La donna italiana come ammortizzatore sociale
Ora però si rischia di pagarne le conseguenze: “La donna italiana ha
subito maggiormente il peso di questa pandemia. E proprio le donne
stanno trovando maggiore difficoltà a ripartire, tornando a delegare ad
altri compiti di cui si sono fatte carico in questi mesi. Tra questi, i
compiti del lavoratore domestico”. Ed è questo il motivo per cui
Gasparrini ipotizza che “molti lavoratori domestici faticheranno a
riprendere la propria attività. Parliamo di quelli con un contratto che è
stato interrotto, ma molto più drammaticamente di quelli che lavoravano
in nero. Per loro, la situazione è drammatica e non credo che si possa
immaginare una ripresa prima di settembre. Le famiglie italiane sono in
difficoltà – ricorda – e la cassa integrazione è in ritardo: il lavoro
domestico è una delle prime spese da risparmiare, soprattutto con il
periodo estivo”.
Il bonus solo un primo passo
Per fortuna il governo ha aperto gli occhi e dato una risposta, seppur
parziale. “Come parti sociali, ci siamo attivati fin da subito per
chiedere con forza il riconoscimento di questi lavoratori. Ci siamo
trovati davanti due azioni differenti: da un lato le regioni più
meritorie, prima la Sardegna e poi il Lazio, che hanno riconosciuto fino
a 600 euro di indennità in caso di diminuzione dell'attività
lavorativa.

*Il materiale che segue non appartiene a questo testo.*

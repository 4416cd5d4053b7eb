//! Error types shared by the gskin crates
//!
//! Failures fall into two groups: declarations that can never work
//! ([`ConfigurationError`], raised at registration or setup), and user code
//! that failed while the engine was driving it ([`ExecutionError`], raised
//! from a tick or a transition). Neither is ever swallowed by the engine.

use std::fmt;

use thiserror::Error;

/// A malformed system, component or transition declaration
#[derive(Error, Debug, Clone, PartialEq, Eq)]
pub enum ConfigurationError {
    /// A system was registered without any required component
    #[error("system `{system}` declares no required components")]
    EmptyRequirements { system: String },

    /// A component name is empty
    #[error("system `{system}` declares an empty component name")]
    EmptyComponentName { system: String },

    /// A component name collides with a name the engine reserves
    #[error("system `{system}` uses reserved component name `{component}`")]
    ReservedComponentName { system: String, component: String },

    /// The same component is requested twice by one system
    #[error("system `{system}` requires component `{component}` more than once")]
    DuplicateComponent { system: String, component: String },

    /// The declared component names do not line up with the update function
    #[error(
        "system `{system}` declares {declared} component(s) but its update function takes {expected}"
    )]
    ArityMismatch {
        system: String,
        declared: usize,
        expected: usize,
    },

    /// Two systems disagree on the value type stored under one component name
    #[error(
        "system `{system}` reads component `{component}` as `{found}`, but it is already registered as `{registered}`"
    )]
    ConflictingComponentType {
        system: String,
        component: String,
        registered: &'static str,
        found: &'static str,
    },

    /// A system name is used twice in one schedule
    #[error("a system named `{0}` is already registered")]
    DuplicateSystem(String),

    /// No system with this name exists
    #[error("no system named `{0}` is registered")]
    UnknownSystem(String),

    /// A state machine was built without any state
    #[error("state machine declares no states")]
    NoStates,

    /// The same state was declared twice
    #[error("state {0} is declared more than once")]
    DuplicateState(String),

    /// A state is referenced but was never declared
    #[error("state {0} is not declared")]
    UndeclaredState(String),

    /// A transition points at a state that was never declared
    #[error("transition from state {from} targets unknown state {to}")]
    UnknownState { from: String, to: String },

    /// A named machine is missing from configuration
    #[error("no state machine named `{0}` is configured")]
    UnknownMachine(String),
}

/// Which lifecycle hook failed
#[derive(Clone, Copy, Debug, PartialEq, Eq, Hash)]
pub enum HookKind {
    Enter,
    Exit,
}

impl fmt::Display for HookKind {
    fn fmt(&self, f: &mut fmt::Formatter<'_>) -> fmt::Result {
        match self {
            HookKind::Enter => f.write_str("enter"),
            HookKind::Exit => f.write_str("exit"),
        }
    }
}

/// User code failed while the engine was running it
#[derive(Error, Debug)]
pub enum ExecutionError {
    /// A system's update function failed on one entity
    #[error("system `{system}` failed on entity {entity}")]
    System {
        system: String,
        entity: String,
        #[source]
        source: anyhow::Error,
    },

    /// A stored component value does not have the type the system declared
    #[error(
        "system `{system}` expected component `{component}` on entity {entity} to be `{expected}`, found `{found}`"
    )]
    ComponentType {
        system: String,
        entity: String,
        component: String,
        expected: &'static str,
        found: &'static str,
    },

    /// A transition guard or router failed
    #[error("transition guard in state {state} failed on input {input}")]
    Guard {
        state: String,
        input: String,
        #[source]
        source: anyhow::Error,
    },

    /// A state's own input handler failed
    #[error("state {state} failed to handle input")]
    Handler {
        state: String,
        #[source]
        source: anyhow::Error,
    },

    /// An enter or exit hook failed
    #[error("{hook} hook of state {state} failed")]
    Hook {
        state: String,
        hook: HookKind,
        #[source]
        source: anyhow::Error,
    },

    /// The machine has not been started, or has exited
    #[error("state machine is not running")]
    NotRunning,

    /// A runtime handle does not refer to a live machine
    #[error("no state machine is registered under this handle")]
    UnknownMachine,
}

/// Either kind of gskin failure
#[derive(Error, Debug)]
pub enum Error {
    #[error(transparent)]
    Configuration(#[from] ConfigurationError),

    #[error(transparent)]
    Execution(#[from] ExecutionError),
}

/// Result type for gskin operations
pub type Result<T> = std::result::Result<T, Error>;

#[cfg(test)]
mod tests {
    use super::*;
    use std::error::Error as _;

    #[test]
    fn test_execution_error_keeps_source() {
        let err = ExecutionError::System {
            system: "movement".into(),
            entity: "player".into(),
            source: anyhow::anyhow!("out of bounds"),
        };

        assert_eq!(err.to_string(), "system `movement` failed on entity player");
        assert_eq!(
            err.source().map(|source| source.to_string()),
            Some("out of bounds".to_string())
        );
    }

    #[test]
    fn test_error_is_transparent() {
        let err: Error = ConfigurationError::UnknownState {
            from: "\"a\"".into(),
            to: "\"z\"".into(),
        }
        .into();

        assert_eq!(
            err.to_string(),
            "transition from state \"a\" targets unknown state \"z\""
        );
        assert!(matches!(err, Error::Configuration(_)));
    }
}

Dall'altra parte il governo che, dopo numerosi suggerimenti,
ha riconosciuto un'indennità di 500 euro per aprile e 500 per maggio,
ma solo a chi lavora più di 10 ore e non a chi convive con la famiglia. È
un primo segnale importante e come tale lo accogliamo, ma molto c'è
ancora da fare. Ed è il motivo per cui abbiamo chiesto di partecipare
agli Stati generali”. C'è poi un'altra questione: la cosiddetta
sanatoria, che però “comporta spese notevoli per la famiglia, costretta a
fare un versamento iniziale di 500 euro e a recuperare i contributi non
versati. Anche in questo caso, un passo importante, ma è soltanto
l'inizio”.
In fila alla Caritas, o nelle mani della malavita
Intanto, cosa ne è di chi ha perso il lavoro? “La situazione è molto
difficile, soprattutto per gli irregolari. Non dimentichiamo che il
lavoro domestico è in gran parte irregolare: al sud il 'nero' raggiunge
il 75%. Siamo di fronte a un esercito di persone che in questo momento
non hanno nulla e non sanno come far mangiare i propri figli: sono
soprattutto donne e per lo più straniere. Vanno a fare la fila fuori
dalle parrocchie o presso le associazioni solidali per avere la spesa.
Ma il rischio è che, specialmente se la crisi perdura, finiscano
facilmente nelle mani della malavita. Per questo continueremo a chiedere
riconoscimento e regolarizzazione per questi lavoratori. E
un'attenzione che finora è stata del tutto inadeguata”.